Computational Note. High-dimensional ($p\gg N$) problems demand numerical linear-algebra tricks: Woodbury identity, iterative conjugate gradient, stochastic gradient descent (SGD), or variance-reduced methods (SVRG, SAGA).
Worked Examples
Example 1 – OLS in Matrix Form
We have $N=5$ observations ${(x_i,y_i)}$ and wish to fit
$$ y_i = \beta_0 + \beta_1 x_i + \varepsilon_i,\qquad \varepsilon_i\sim\text{mean }0. $$
We stack the data as
$$ X = \begin{bmatrix} 1 & 0.8\\ 1 & 1.2\\ 1 & 1.9\\ 1 & 2.4\\ 1 & 3.0 \end{bmatrix}, \qquad y = \begin{bmatrix} 1.2\\ 1.9\\ 3.1\\ 3.9\\ 5.1 \end{bmatrix}. $$
The OLS estimator is
$$ \hat\beta = (X^\top X)^{-1}\,X^\top y. $$
Compute
$$ X^\top X = \begin{bmatrix} 5 & 9.30\\ 9.30&20.45 \end{bmatrix}, \quad X^\top y = \begin{bmatrix} 15.20\\ 33.79 \end{bmatrix}. $$
Hence
$$ \hat\beta = \begin{pmatrix}\hat\beta_0\\hat\beta_1\end{pmatrix} \approx \begin{pmatrix}-0.236, 1.751\end{pmatrix}. $$
The fitted line is
$$ \hat y = -0.236 + 1.751\,x. $$
To assess fit, let $\bar y=15.20/5=3.04$. Then
$$ R^2 = 1 - \frac{\sum_i (y_i - \hat y_i)^2}{\sum_i (y_i - \bar y)^2} \approx 0.998. $$
Example 2 – Logistic Regression, MLE Derivatives
For binary data $y_i\in{0,1}$ the log-likelihood is
$$ \ell(\beta) = \sum_{i=1}^N \bigl[y_i\,x_i^\top \beta - \log\bigl(1 + e^{x_i^\top \beta}\bigr)\bigr]. $$
Gradient and Hessian:
$$ \nabla\ell(\beta) = X^\top (y - \pi), \quad \pi = (1 + e^{-X\beta})^{-1}, $$
$$ \nabla^2\ell(\beta) = -\,X^\top \mathrm{diag}\bigl(\pi \circ (1 - \pi)\bigr)\,X \preceq0. $$
Newton iteration: $\boldsymbol\beta^{(t+1)}=\boldsymbol\beta^{(t)}-(\nabla^2\ell)^{-1}\nabla\ell$.
Applications
- Finance & Econometrics – Capital asset pricing (CAPM), term-structure models, volatility forecasting (GARCH regression), default-probability prediction.

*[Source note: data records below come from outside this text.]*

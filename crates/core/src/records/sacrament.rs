//! Sacramental records (baptism, confirmation, marriage, ...).

use chrono::NaiveDate;
use serde::{Deserialize, Serialize};

use crate::types::{MemberId, SacramentId};

/// A sacrament received by a member.
///
/// `kind` is free text; parishes record rites beyond a fixed list.
#[derive(Debug, Clone, PartialEq, Eq, Serialize, Deserialize)]
pub struct Sacrament {
    pub id: SacramentId,
    pub member_id: MemberId,
    #[serde(default)]
    pub member_name: Option<String>,
    #[serde(rename = "type")]
    pub kind: String,
    #[serde(default)]
    pub date: Option<NaiveDate>,
    #[serde(default)]
    pub certificate_path: Option<String>,
}

/// Payload for recording a sacrament.
#[derive(Debug, Clone, PartialEq, Eq, Serialize)]
pub struct SacramentDraft {
    pub member_id: MemberId,
    #[serde(rename = "type")]
    pub kind: String,
    #[serde(skip_serializing_if = "Option::is_none")]
    pub date: Option<NaiveDate>,
    #[serde(skip_serializing_if = "Option::is_none")]
    pub certificate_path: Option<String>,
}

/// Payload for updating a sacrament record.
#[derive(Debug, Clone, Default, PartialEq, Eq, Serialize)]
pub struct SacramentPatch {
    #[serde(skip_serializing_if = "Option::is_none")]
    pub member_id: Option<MemberId>,
    #[serde(rename = "type", skip_serializing_if = "Option::is_none")]
    pub kind: Option<String>,
    #[serde(skip_serializing_if = "Option::is_none")]
    pub date: Option<NaiveDate>,
    #[serde(skip_serializing_if = "Option::is_none")]
    pub certificate_path: Option<String>,
}

impl SacramentPatch {
    /// Whether the patch changes nothing.
    #[must_use]
    pub const fn is_empty(&self) -> bool {
        self.member_id.is_none()
            && self.kind.is_none()
            && self.date.is_none()
            && self.certificate_path.is_none()
    }
}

- Healthcare & Epidemiology – Survival analysis (Cox proportional hazards), dose-response curves, genome-wide association studies (GWAS) via penalised regression.
- Engineering – System identification, Kalman-filter regressions, fatigue-life modelling.
- Marketing & A/B Testing – Uplift modelling, mixed-effect regressions for hierarchical data.
- Machine Learning Pipelines – Feature engineering baseline, stacking/blending meta-learners, interpretability audits.
Limitations & Pitfalls
I. Model Misspecification:
When $f_*(\mathbf{x})$ lies outside the chosen hypothesis class, estimators remain biased even as $N \to \infty$.
II. Violation of IID:
Autocorrelated or clustered errors require GLS or “sandwich” covariance estimators.
III. Heteroscedasticity:
If $Var(\varepsilon_i \mid \mathbf{x}_i) = \sigma_i^2$, the usual OLS variance formula is invalid; use White’s (HC) estimators instead.
IV. Multicollinearity:
Near–linear dependence among columns of $X$ inflates $Var(\hat\beta_j)$; ridge regression can shrink the condition number.
V. High Use & Outliers:
Cook’s distance
$$D_i = \frac{r_i^2,h_{ii}}{p,\hat\sigma^2,(1 - h_{ii})^2}$$
identifies influential points; strong M–estimators mitigate their effect.
VI. Overfitting / High Variance:
Cross-validation, information criteria, or Bayesian model averaging help choose model complexity.
VII. External Validity:
Regression learns the conditional mean on $\mathcal{D}$; distribution shifts (covariate shift, concept drift) break prediction accuracy.
VIII. Causal Inference vs. Prediction:
Regression coefficients are not causal unless confounding is addressed (e.g.\ via instrumental variables, RCTs, or DAG-based adjustment).
Further Reading
- Seber, G. A. F., & Lee, A. J. Linear Regression Analysis, 2e, Wiley (2003).
- Hastie, T., Tibshirani, R., & Friedman, J. The Elements of Statistical Learning, 2e, Springer (2009).
- McCullagh, P., & Nelder, J. Generalized Linear Models, 2e, Chapman & Hall (1989).
- Kennedy, P. A Guide to Econometrics, 7e, Wiley-Blackwell (2008).